**Task goal**
When the line containing "Number of archetypes." is found in the data below, copy it and each line after it through the line containing "for a negative", exactly and with no others.

**Information provided**
━━━━━━━━━━━━━━━━━━━━
//! Archetypes: immutable, named preset trait vectors.
//!
//! The table is loaded once and shared read-only. Blending renormalizes the
//! supplied weights to sum to 1, so `blend({a: 2, b: 2})` and
//! `blend({a: 0.5, b: 0.5})` are the same vector.

use serde::{Deserialize, Serialize};

use crate::error::{PsycheError, Result};
use crate::traits::TraitVector;

/// How an archetype talks; used to flavour generation prompts.
#[derive(Debug, Clone, Default, PartialEq, Serialize, Deserialize)]
pub struct SpeechStyle {
    /// Overall tone.
    pub tone: String,
    /// Recurring speech patterns.
    #[serde(default)]
    pub patterns: Vec<String>,
    /// Characteristic phrases.
    #[serde(default)]
    pub common_phrases: Vec<String>,
}

/// A named preset personality.
#[derive(Debug, Clone, PartialEq, Serialize, Deserialize)]
pub struct Archetype {
    /// Table key, e.g. `einstein`.
    pub id: String,
    /// Display name.
    pub name: String,
    /// One-line description.
    pub description: String,
    /// Preset trait vector.
    pub vector: TraitVector,
    /// Speech flavour.
    #[serde(default)]
    pub speech_style: SpeechStyle,
}

/// Listing entry for [`ArchetypeTable::list`].
#[derive(Debug, Clone, PartialEq, Serialize, Deserialize)]
pub struct ArchetypeSummary {
    /// Table key.
    pub id: String,
    /// Display name.
    pub name: String,
    /// Description.
    pub description: String,
}

/// The shared archetype table.
#[derive(Debug, Clone, PartialEq)]
pub struct ArchetypeTable {
    archetypes: Vec<Archetype>,
    dim: usize,
}

impl ArchetypeTable {
    /// Validate and build the table.
    ///
    /// # Errors
    /// Returns `PsycheError::DimensionMismatch` if any vector is not `dim`
    /// long, or `PsycheError::Config` on duplicate ids.
    pub fn new(archetypes: Vec<Archetype>, dim: usize) -> Result<Self> {
        for (i, a) in archetypes.iter().enumerate() {
            a.vector.check_dim(dim)?;
            if archetypes[..i].iter().any(|b| b.id == a.id) {
                return Err(PsycheError::Config(format!("duplicate archetype id '{}'", a.id)));
            }
        }
        Ok(Self { archetypes, dim })
    }

    /// Look up an archetype.
    #[must_use]
    pub fn get(&self, id: &str) -> Option<&Archetype> {
        self.archetypes.iter().find(|a| a.id == id)
    }

    /// Look up an archetype or fail with `UnknownArchetype`.
    ///
    /// # Errors
    /// Returns `PsycheError::UnknownArchetype`.
    pub fn require(&self, id: &str) -> Result<&Archetype> {
        self.get(id)
            .ok_or_else(|| PsycheError::UnknownArchetype(id.to_string()))
    }

    /// Id, name and description of every archetype in table order.
    #[must_use]
    pub fn list(&self) -> Vec<ArchetypeSummary> {
        self.archetypes
            .iter()
            .map(|a| ArchetypeSummary {
                id: a.id.clone(),
                name: a.name.clone(),
                description: a.description.clone(),
            })
            .collect()
    }

    /// Number of archetypes.
    #[must_use]
    pub fn len(&self) -> usize {
        self.archetypes.len()
    }

    /// Whether the table is empty.
    #[must_use]
    pub fn is_empty(&self) -> bool {
        self.archetypes.is_empty()
    }

    /// Weighted blend `Σ (w_i / Σw) * v_i`, clamped.
    ///
    /// # Errors
    /// - `Validation` for a negative or non-finite weight,
    /// - `UnknownArchetype` for an id not in the table,
    /// - `EmptyBlend` when the weights sum to zero (including no weights).
    pub fn blend(&self, weights: &[(&str, f64)]) -> Result<TraitVector> {
        for (id, w) in weights {
            if !w.is_finite() || *w < 0.0 {
                return Err(PsycheError::Validation(format!(
                    "blend weight for '{id}' must be a non-negative number, got {w}"
                )));
            }
        }
        let total: f64 = weights.iter().map(|(_, w)| w).sum();
        if total <= 0.0 {
            return Err(PsycheError::EmptyBlend);
        }

        let mut out = vec![0.0; self.dim];
        for (id, w) in weights {
            let archetype = self.require(id)?;
            let share = w / total;
            for (o, v) in out.iter_mut().zip(archetype.vector.as_slice()) {
                *o += v * share;
            }
        }
        Ok(TraitVector::new(out))
    }
}

impl Default for ArchetypeTable {
    fn default() -> Self {
        Self {
            archetypes: crate::presets::archetypes(),
            dim: 50,
        }
    }
}

#[cfg(test)]
mod tests {
    use super::*;

    #[test]
    fn builtin_table_lists_six_archetypes() {
        let table = ArchetypeTable::default();
        assert_eq!(table.len(), 6);
        let ids: Vec<String> = table.list().into_iter().map(|s| s.id).collect();
        assert_eq!(ids, vec!["leonardo", "einstein", "montessori", "socrates", "rogers", "yoda"]);
        assert!(ArchetypeTable::new(crate::presets::archetypes(), 50).is_ok());
    }

    #[test]
    fn self_blend_is_identity() {
        let table = ArchetypeTable::default();
        let original = table.require("yoda").unwrap().vector.clone();
        let blended = table.blend(&[("yoda", 0.3), ("yoda", 0.7)]).unwrap();
        for (a, b) in original.as_slice().iter().zip(blended.as_slice()) {
            assert!((a - b).abs() < 1e-12);
        }
    }

    #[test]
    fn weights_are_renormalized() {
        let table = ArchetypeTable::default();
        let a = table.blend(&[("einstein", 2.0), ("rogers", 2.0)]).unwrap();
        let b = table.blend(&[("einstein", 0.5), ("rogers", 0.5)]).unwrap();
        for (x, y) in a.as_slice().iter().zip(b.as_slice()) {
            assert!((x - y).abs() < 1e-12);
        }
    }

    #[test]
    fn zero_weight_blend_is_an_error() {
        let table = ArchetypeTable::default();
        assert!(matches!(table.blend(&[("yoda", 0.0)]), Err(PsycheError::EmptyBlend)));
        assert!(matches!(table.blend(&[]), Err(PsycheError::EmptyBlend)));
    }

    #[test]
    fn bad_inputs_rejected() {
        let table = ArchetypeTable::default();
        assert!(matches!(table.blend(&[("gandalf", 1.0)]), Err(PsycheError::UnknownArchetype(_))));
        assert!(matches!(table.blend(&[("yoda", -1.0)]), Err(PsycheError::Validation(_))));
    }

    #[test]
    fn wrong_vector_length_rejected() {
        let bad = Archetype {
            id: "tiny".into(),
            name: "Tiny".into(),
            description: String::new(),
            vector: TraitVector::neutral(3),
            speech_style: SpeechStyle::default(),
        };
        assert!(matches!(
            ArchetypeTable::new(vec![bad], 50),
            Err(PsycheError::DimensionMismatch { .. })
        ));
    }
}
━━━━━━━━━━━━━━━━━━━━
**Written response**
    /// Number of archetypes.
    #[must_use]
    pub fn len(&self) -> usize {
        self.archetypes.len()
    }

    /// Whether the table is empty.
    #[must_use]
    pub fn is_empty(&self) -> bool {
        self.archetypes.is_empty()
    }

    /// Weighted blend `Σ (w_i / Σw) * v_i`, clamped.
    ///
    /// # Errors
    /// - `Validation` for a negative or non-finite weight,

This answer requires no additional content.